Borrowers today are frustrated. Those confronted with distressed commercial real estate loans are up against declining prices, lower tolerance for risk by lenders, potential income loss and debt that often exceeds the equity in the property. We all know past factors -- low interest rates, easy credit, no-money-down real estate transactions, and overextension of credit by certain banks -- played a huge role leading up to the discontent that exists in today's lending market.
Lenders are frustrated, too. Not only is there additional scrutiny by regulators, many banks are forced to restructure, cut expenses and build reserves. As underwriting restrictions become more stringent and government reporting becomes more onerous, lenders are making loans at a lower loan-to-value ratio causing borrowers to bring more equity to the table or stack multiple layers of financing. Rather than making many new loans, lenders may be looking at putting money into reserves for losses, especially given declining property values and the inability of borrowers to put more equity into projects.
But instead of exacerbating the situation, there is value in knowing the options, the players, and some tips for getting along.
Know your options
Now may be time to be proactive if faced with a distressed commercial real estate loan. Options do exist and knowing what they are along with the ramifications helps in moving forward.
A workout or forbearance agreement lets the borrower and lender work together to negotiate options to resolve a defaulted loan. Such an agreement typically requires certain events to happen by specified deadlines or the lender may revoke it. If an agreement is amenable to both parties, they have the best of both worlds -- the lender hopefully can be paid back and the borrower has an ability to work out of the situation.
When an agreement cannot be reached, it may be necessary to discuss foreclosure or a deed-in-lieu arrangement. Typically, borrowers will avoid a deed-in-lieu-of-foreclosure unless released from personal liability and forgiveness-of-debt issues do not exist. (Forgiven debts may generate income tax liabilities.) Lenders will avoid one if there are subordinate liens or other issues with respect to the collateral. Deed-in-lieu workouts require cooperation between the borrower and lender, but can be an important mechanism in quickly transferring distressed real estate from borrower to lender in the right situations.
Sometimes foreclosure may be inevitable and in Minnesota, the two main types are by advertisement and by action. Foreclosure by advertisement is most often used when the lender does not need a deficiency judgment against the borrower, which is a judgment for the difference between what was owed on the note and the bid amount at sale. Foreclosures by advertisement typically take about nine months, do not involve the court system and are less costly.
A lender may foreclose by action to preserve the lender's right to obtain a deficiency judgment against the borrower, to correct any mortgage defects or if a receiver is needed. If unopposed by the borrower, this process usually takes about one year, involves the courts and is more costly.

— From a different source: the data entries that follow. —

//! Terraform state snapshot used to decide whether a directive has taken effect.
//!
//! Parses tfstate v4 files and indexes every resource instance by address.

use serde::Deserialize;
use serde_json::Value;

use crate::error::Result;

/// Read-only view over applied infrastructure.
///
/// `lookup` returns `Value::Null` when nothing lives at the address.
pub trait StateView {
    fn list(&self) -> Result<Vec<String>>;
    fn lookup(&self, address: &str) -> Result<Value>;
}

#[derive(Debug, Deserialize)]
struct RawState {
    #[serde(default)]
    version: Option<u64>,
    #[serde(default)]
    resources: Vec<RawResource>,
}

#[derive(Debug, Deserialize)]
struct RawResource {
    #[serde(default)]
    module: Option<String>,
    #[serde(default)]
    mode: Option<String>,
    #[serde(rename = "type")]
    type_: String,
    name: String,
    #[serde(default)]
    instances: Vec<RawInstance>,
}

#[derive(Debug, Deserialize)]
struct RawInstance {
    #[serde(default)]
    index_key: Option<Value>,
    #[serde(default)]
    attributes: Value,
}

#[derive(Debug, Clone)]
struct Instance {
    address: String,
    resource: String,
    attributes: Value,
}

#[derive(Debug, Clone, Default)]
pub struct TfState {
    instances: Vec<Instance>,
}

impl TfState {
    pub fn from_slice(data: &[u8]) -> Result<Self, serde_json::Error> {
        let raw: RawState = serde_json::from_slice(data)?;

        if let Some(version) = raw.version.filter(|v| *v != 4) {
            tracing::warn!(version, "unexpected tfstate format version");
        }

        let mut instances = Vec::new();
        for resource in raw.resources {
            let mut prefix = String::new();
            if let Some(module) = resource.module.as_deref().filter(|m| !m.is_empty()) {
                prefix.push_str(module);
                prefix.push('.');
            }
            if resource.mode.as_deref() == Some("data") {
                prefix.push_str("data.");
            }
            let resource_address = format!("{}{}.{}", prefix, resource.type_, resource.name);

            for instance in resource.instances {
                let address = match &instance.index_key {
                    Some(Value::String(key)) => format!("{}[\"{}\"]", resource_address, key),
                    Some(Value::Number(index)) => format!("{}[{}]", resource_address, index),
                    _ => resource_address.clone(),
                };
                instances.push(Instance {
                    address,
                    resource: resource_address.clone(),
                    attributes: instance.attributes,
                });
            }
        }

        Ok(Self { instances })
    }

    pub fn len(&self) -> usize {
        self.instances.len()
    }

    pub fn is_empty(&self) -> bool {
        self.instances.is_empty()
    }
}

impl StateView for TfState {
    fn list(&self) -> Result<Vec<String>> {
        Ok(self.instances.iter().map(|i| i.address.clone()).collect())
    }

    fn lookup(&self, address: &str) -> Result<Value> {
        if let Some(instance) = self.instances.iter().find(|i| i.address == address) {
            return Ok(instance.attributes.clone());
        }

        let matches: Vec<Value> = self
            .instances
            .iter()
            .filter(|i| i.resource == address)
            .map(|i| i.attributes.clone())
            .collect();

        if matches.is_empty() {
            Ok(Value::Null)
        } else {
            Ok(Value::Array(matches))
        }
    }
}

#[cfg(test)]
mod tests {
    use super::*;

    const STATE: &str = r#"{
        "version": 4,
        "terraform_version": "1.9.0",
        "resources": [
            {
                "mode": "managed",
                "type": "aws_instance",
                "name": "web",
                "instances": [
                    {"index_key": 0, "attributes": {"id": "i-0"}},
                    {"index_key": 1, "attributes": {"id": "i-1"}}
                ]
            },
            {
                "module": "module.foo[\"piyo\"]",
                "mode": "managed",
                "type": "null_resource",
                "name": "this",
                "instances": [{"attributes": {"id": "42"}}]
            },
            {
                "mode": "data",
                "type": "aws_caller_identity",
                "name": "current",
                "instances": [{"attributes": {"account_id": "123"}}]
            }
        ]
    }"#;

    fn state() -> TfState {
        TfState::from_slice(STATE.as_bytes()).unwrap()
    }

    #[test]
    fn test_list_builds_instance_addresses() {
        let names = state().list().unwrap();
        assert_eq!(
            names,
            vec![
                "aws_instance.web[0]",
                "aws_instance.web[1]",
                r#"module.foo["piyo"].null_resource.this"#,
                "data.aws_caller_identity.current",
            ]
        );
    }

    #[test]
    fn test_lookup_exact_instance() {
        let attrs = state().lookup("aws_instance.web[1]").unwrap();
        assert_eq!(attrs["id"], "i-1");
    }

    #[test]
    fn test_lookup_module_resource() {
        let attrs = state()
            .lookup(r#"module.foo["piyo"].null_resource.this"#)
            .unwrap();
        assert_eq!(attrs["id"], "42");
    }

    #[test]
    fn test_lookup_resource_without_index_returns_all_instances() {
        let attrs = state().lookup("aws_instance.web").unwrap();
        assert_eq!(attrs.as_array().map(Vec::len), Some(2));
    }

    #[test]
    fn test_lookup_missing_is_null() {
        assert_eq!(state().lookup("aws_instance.db").unwrap(), Value::Null);
        assert_eq!(state().lookup("module.foo").unwrap(), Value::Null);
    }

    #[test]
    fn test_empty_state() {
        let state = TfState::from_slice(br#"{"version": 4, "resources": []}"#).unwrap();
        assert!(state.is_empty());
        assert!(state.list().unwrap().is_empty());
    }

    #[test]
    fn test_invalid_json_is_error() {
        assert!(TfState::from_slice(b"not json").is_err());
    }
}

Voluntary foreclosures -- essentially an accelerated foreclosure by advertisement --are more common now on real estate that is not homestead or agricultural. A short written agreement is signed between the mortgage holder and the lender, with immediate possession of the property turned over to the lender and no deficiency judgment is allowed against the borrower. This process minimizes the cost, wipes out junior liens and, from start to finish, is about 4 1/2 months quicker than a foreclosure by advertisement.
Not all lenders are alike
Generally, community banks are built upon an ongoing personal relationship, flexibility in options and easy access. Thus, in the current environment, community banks may be more comfortable in extending or renewing loans as compared with a larger bank.
Regional banks tend to fall between the friendly, relaxed approach of a community bank and the common perception of the "one-size-fits-all" approach of nationally based banks. Personal relationships are important but more-structured protocol is in place that could limit their flexibility. However, many regional banks tend not to engage in more risky activities such as hedge funds or mortgage-backed securities as some larger banks have done.
Larger banks have economy of scale with the ability to spread out functions, which can make it difficult to access the decisionmakers but can offer more product lines sometimes at lower price points. Further, national lenders have higher lending limits.
Working with lenders
Remember, lenders are not in the business of owning real estate. If there is a feasible way to extend a loan or work out of a distressed real estate deal, lenders will typically consider it. The key is to keep lines of communication open at all times -- good times and bad.
Be realistic about the value of the property, future revenue projections and the amount of debt it can service or that can be afforded. Always remember that banks are in the business of lending money out and being paid back.
Finally, keep in mind that this too shall pass. The current economy provides opportunities to brush up on real estate and lending knowledge and learn invaluable skills for future transactions.